§ About this exercise: Which lines of the entries below run from the one holding "if self.detail.as_ref().is_some_and(|d| d.trip.id" to the one holding "pub fn select_previous_budget_entry(&mut", inclusive? Set down exactly those lines and no others.

Given data START

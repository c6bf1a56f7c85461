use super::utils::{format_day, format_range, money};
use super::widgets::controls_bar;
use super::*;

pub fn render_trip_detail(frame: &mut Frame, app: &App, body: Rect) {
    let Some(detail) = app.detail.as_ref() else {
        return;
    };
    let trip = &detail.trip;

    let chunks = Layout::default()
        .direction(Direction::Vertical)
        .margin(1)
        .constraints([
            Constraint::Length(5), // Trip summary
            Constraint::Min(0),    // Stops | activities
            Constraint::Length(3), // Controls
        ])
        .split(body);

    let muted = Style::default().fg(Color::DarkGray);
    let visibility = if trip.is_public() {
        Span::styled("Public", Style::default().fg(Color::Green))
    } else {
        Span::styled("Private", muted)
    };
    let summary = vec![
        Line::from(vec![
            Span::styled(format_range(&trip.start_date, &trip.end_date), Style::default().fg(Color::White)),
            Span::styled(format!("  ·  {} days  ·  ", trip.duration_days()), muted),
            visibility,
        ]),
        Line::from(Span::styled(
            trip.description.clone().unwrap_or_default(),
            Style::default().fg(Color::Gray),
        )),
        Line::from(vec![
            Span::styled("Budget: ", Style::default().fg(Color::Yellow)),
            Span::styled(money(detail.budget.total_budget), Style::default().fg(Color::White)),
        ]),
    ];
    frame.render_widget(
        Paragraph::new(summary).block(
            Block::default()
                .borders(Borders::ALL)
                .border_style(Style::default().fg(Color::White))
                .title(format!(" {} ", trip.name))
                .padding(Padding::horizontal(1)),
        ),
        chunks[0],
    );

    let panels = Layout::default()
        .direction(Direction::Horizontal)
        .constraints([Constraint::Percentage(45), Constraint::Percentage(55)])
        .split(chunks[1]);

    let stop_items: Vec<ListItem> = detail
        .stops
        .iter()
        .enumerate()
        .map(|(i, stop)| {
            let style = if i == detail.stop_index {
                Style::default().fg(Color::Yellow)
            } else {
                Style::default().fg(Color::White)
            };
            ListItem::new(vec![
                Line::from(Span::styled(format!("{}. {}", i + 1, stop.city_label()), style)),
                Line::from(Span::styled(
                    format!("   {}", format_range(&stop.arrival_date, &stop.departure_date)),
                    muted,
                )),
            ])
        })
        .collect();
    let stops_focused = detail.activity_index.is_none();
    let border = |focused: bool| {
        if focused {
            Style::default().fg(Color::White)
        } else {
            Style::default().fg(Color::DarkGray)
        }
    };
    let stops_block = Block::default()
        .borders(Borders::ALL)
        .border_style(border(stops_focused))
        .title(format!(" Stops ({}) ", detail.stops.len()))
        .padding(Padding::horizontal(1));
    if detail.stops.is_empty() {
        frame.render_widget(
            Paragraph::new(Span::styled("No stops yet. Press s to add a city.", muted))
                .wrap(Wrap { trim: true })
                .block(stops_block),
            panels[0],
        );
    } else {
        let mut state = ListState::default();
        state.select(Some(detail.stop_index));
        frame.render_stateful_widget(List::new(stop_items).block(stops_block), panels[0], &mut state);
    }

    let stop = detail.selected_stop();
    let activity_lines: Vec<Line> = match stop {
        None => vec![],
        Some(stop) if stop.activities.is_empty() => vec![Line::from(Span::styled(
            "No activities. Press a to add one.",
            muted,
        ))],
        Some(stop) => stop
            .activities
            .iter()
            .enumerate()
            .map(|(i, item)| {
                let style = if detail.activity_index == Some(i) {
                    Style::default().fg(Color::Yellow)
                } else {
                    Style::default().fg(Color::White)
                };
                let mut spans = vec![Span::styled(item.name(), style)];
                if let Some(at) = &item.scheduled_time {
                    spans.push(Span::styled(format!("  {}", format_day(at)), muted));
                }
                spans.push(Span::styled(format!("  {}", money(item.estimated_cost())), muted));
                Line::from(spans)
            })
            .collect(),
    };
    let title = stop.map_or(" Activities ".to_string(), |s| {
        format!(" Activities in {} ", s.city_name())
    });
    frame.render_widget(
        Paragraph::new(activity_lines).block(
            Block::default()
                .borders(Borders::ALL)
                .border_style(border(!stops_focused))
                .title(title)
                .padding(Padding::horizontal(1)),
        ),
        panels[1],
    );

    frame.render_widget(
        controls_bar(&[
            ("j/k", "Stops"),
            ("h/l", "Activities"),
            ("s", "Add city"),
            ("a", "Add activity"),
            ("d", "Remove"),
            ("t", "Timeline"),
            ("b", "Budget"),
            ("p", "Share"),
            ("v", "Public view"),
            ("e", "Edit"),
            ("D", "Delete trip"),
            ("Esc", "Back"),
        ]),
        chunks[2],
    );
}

Given data END
Given data START

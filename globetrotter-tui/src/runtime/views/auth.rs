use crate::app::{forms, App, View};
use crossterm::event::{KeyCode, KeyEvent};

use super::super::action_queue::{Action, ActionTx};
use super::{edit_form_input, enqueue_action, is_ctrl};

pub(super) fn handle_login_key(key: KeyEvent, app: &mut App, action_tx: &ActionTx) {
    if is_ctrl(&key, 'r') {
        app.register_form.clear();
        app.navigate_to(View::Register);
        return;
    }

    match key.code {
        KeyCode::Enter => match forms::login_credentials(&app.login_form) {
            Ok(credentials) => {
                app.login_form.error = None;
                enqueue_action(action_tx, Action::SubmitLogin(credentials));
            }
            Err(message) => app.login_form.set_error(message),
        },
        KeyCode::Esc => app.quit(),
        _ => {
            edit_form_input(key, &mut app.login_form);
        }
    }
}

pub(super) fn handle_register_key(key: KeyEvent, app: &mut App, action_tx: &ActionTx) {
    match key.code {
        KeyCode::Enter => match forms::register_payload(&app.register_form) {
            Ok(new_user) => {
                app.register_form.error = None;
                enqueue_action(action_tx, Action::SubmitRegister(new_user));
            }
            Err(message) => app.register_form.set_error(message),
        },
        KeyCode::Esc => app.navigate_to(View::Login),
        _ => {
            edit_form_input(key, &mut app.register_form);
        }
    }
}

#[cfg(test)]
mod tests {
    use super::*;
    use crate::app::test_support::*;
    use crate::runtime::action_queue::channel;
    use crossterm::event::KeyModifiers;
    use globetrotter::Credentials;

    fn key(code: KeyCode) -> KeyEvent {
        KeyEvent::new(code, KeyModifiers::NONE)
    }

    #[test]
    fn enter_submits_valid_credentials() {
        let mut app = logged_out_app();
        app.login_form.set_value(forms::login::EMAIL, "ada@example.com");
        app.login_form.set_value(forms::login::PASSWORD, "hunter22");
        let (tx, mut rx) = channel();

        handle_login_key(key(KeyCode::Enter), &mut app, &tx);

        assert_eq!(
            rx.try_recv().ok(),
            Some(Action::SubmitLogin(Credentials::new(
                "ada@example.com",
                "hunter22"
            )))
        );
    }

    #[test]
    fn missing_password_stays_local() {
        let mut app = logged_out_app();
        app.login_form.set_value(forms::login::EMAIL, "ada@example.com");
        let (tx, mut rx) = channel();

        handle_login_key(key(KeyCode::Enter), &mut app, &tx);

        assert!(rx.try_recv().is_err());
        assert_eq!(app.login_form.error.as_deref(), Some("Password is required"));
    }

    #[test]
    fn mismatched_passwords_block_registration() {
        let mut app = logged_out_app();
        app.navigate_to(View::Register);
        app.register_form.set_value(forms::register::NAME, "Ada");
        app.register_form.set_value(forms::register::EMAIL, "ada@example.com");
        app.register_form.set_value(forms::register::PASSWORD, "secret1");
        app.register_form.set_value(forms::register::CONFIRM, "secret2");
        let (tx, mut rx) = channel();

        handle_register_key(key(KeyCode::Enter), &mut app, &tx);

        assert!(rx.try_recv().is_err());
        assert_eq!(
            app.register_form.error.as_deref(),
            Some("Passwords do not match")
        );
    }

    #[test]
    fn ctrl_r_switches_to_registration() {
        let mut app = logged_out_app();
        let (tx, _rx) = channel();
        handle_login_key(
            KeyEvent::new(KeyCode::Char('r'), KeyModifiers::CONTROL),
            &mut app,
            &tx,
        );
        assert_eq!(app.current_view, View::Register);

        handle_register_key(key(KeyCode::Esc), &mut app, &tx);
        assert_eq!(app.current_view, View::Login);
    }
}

Given data END
Given data START

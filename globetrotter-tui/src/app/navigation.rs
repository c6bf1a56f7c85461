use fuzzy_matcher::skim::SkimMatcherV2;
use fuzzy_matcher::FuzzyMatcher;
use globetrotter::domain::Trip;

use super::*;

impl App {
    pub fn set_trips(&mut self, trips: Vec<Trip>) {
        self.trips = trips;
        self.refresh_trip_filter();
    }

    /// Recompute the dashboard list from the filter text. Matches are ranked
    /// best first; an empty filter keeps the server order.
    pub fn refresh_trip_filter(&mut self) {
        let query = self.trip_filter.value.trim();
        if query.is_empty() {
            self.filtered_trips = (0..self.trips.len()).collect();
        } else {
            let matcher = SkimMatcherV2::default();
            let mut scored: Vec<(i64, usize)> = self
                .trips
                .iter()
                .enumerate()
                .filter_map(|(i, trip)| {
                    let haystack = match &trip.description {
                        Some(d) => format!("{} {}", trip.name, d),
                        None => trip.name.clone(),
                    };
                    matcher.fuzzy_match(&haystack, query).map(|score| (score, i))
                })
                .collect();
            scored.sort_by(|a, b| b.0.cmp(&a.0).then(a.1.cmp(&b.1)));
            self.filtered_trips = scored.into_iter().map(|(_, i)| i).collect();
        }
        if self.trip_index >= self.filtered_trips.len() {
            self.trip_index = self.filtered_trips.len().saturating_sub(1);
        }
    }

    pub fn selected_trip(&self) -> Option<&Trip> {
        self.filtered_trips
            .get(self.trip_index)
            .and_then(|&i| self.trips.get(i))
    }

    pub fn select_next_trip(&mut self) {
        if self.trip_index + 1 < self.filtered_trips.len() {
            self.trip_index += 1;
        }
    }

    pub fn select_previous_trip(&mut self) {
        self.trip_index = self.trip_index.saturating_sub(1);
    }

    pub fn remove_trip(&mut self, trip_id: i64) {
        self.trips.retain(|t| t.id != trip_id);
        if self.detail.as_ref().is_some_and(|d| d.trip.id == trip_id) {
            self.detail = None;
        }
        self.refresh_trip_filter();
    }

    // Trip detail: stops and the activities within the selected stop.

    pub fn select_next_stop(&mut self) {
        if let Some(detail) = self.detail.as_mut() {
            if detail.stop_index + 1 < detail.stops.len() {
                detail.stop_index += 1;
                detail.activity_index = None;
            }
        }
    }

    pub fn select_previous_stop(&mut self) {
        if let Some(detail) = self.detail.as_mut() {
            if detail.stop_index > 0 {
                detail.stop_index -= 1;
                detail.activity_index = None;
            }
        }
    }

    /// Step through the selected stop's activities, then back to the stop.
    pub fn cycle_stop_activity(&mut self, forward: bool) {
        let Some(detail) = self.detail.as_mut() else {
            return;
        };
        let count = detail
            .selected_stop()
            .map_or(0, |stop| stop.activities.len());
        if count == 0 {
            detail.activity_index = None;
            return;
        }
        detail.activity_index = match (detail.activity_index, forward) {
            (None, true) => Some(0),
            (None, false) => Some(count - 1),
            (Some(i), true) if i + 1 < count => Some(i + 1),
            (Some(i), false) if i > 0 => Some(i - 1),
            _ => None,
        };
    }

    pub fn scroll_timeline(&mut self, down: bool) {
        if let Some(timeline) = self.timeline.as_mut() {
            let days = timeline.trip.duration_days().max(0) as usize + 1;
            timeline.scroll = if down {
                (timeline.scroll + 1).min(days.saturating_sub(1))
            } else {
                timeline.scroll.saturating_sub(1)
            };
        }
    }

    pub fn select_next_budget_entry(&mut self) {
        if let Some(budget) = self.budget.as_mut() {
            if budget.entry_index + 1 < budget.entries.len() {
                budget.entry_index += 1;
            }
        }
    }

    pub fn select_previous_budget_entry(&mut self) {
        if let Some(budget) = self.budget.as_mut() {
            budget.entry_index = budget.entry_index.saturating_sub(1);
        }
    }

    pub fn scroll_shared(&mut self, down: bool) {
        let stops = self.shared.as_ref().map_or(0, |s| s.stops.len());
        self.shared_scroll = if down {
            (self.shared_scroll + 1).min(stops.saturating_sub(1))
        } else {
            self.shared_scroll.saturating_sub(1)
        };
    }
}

Given data END

§ Written response:
        if self.detail.as_ref().is_some_and(|d| d.trip.id == trip_id) {
            self.detail = None;
        }
        self.refresh_trip_filter();
    }

    // Trip detail: stops and the activities within the selected stop.

    pub fn select_next_stop(&mut self) {
        if let Some(detail) = self.detail.as_mut() {
            if detail.stop_index + 1 < detail.stops.len() {
                detail.stop_index += 1;
                detail.activity_index = None;
            }
        }
    }

    pub fn select_previous_stop(&mut self) {
        if let Some(detail) = self.detail.as_mut() {
            if detail.stop_index > 0 {
                detail.stop_index -= 1;
                detail.activity_index = None;
            }
        }
    }

    /// Step through the selected stop's activities, then back to the stop.
    pub fn cycle_stop_activity(&mut self, forward: bool) {
        let Some(detail) = self.detail.as_mut() else {
            return;
        };
        let count = detail
            .selected_stop()
            .map_or(0, |stop| stop.activities.len());
        if count == 0 {
            detail.activity_index = None;
            return;
        }
        detail.activity_index = match (detail.activity_index, forward) {
            (None, true) => Some(0),
            (None, false) => Some(count - 1),
            (Some(i), true) if i + 1 < count => Some(i + 1),
            (Some(i), false) if i > 0 => Some(i - 1),
            _ => None,
        };
    }

    pub fn scroll_timeline(&mut self, down: bool) {
        if let Some(timeline) = self.timeline.as_mut() {
            let days = timeline.trip.duration_days().max(0) as usize + 1;
            timeline.scroll = if down {
                (timeline.scroll + 1).min(days.saturating_sub(1))
            } else {
                timeline.scroll.saturating_sub(1)
            };
        }
    }

    pub fn select_next_budget_entry(&mut self) {
        if let Some(budget) = self.budget.as_mut() {
            if budget.entry_index + 1 < budget.entries.len() {
                budget.entry_index += 1;
            }
        }
    }

    pub fn select_previous_budget_entry(&mut self) {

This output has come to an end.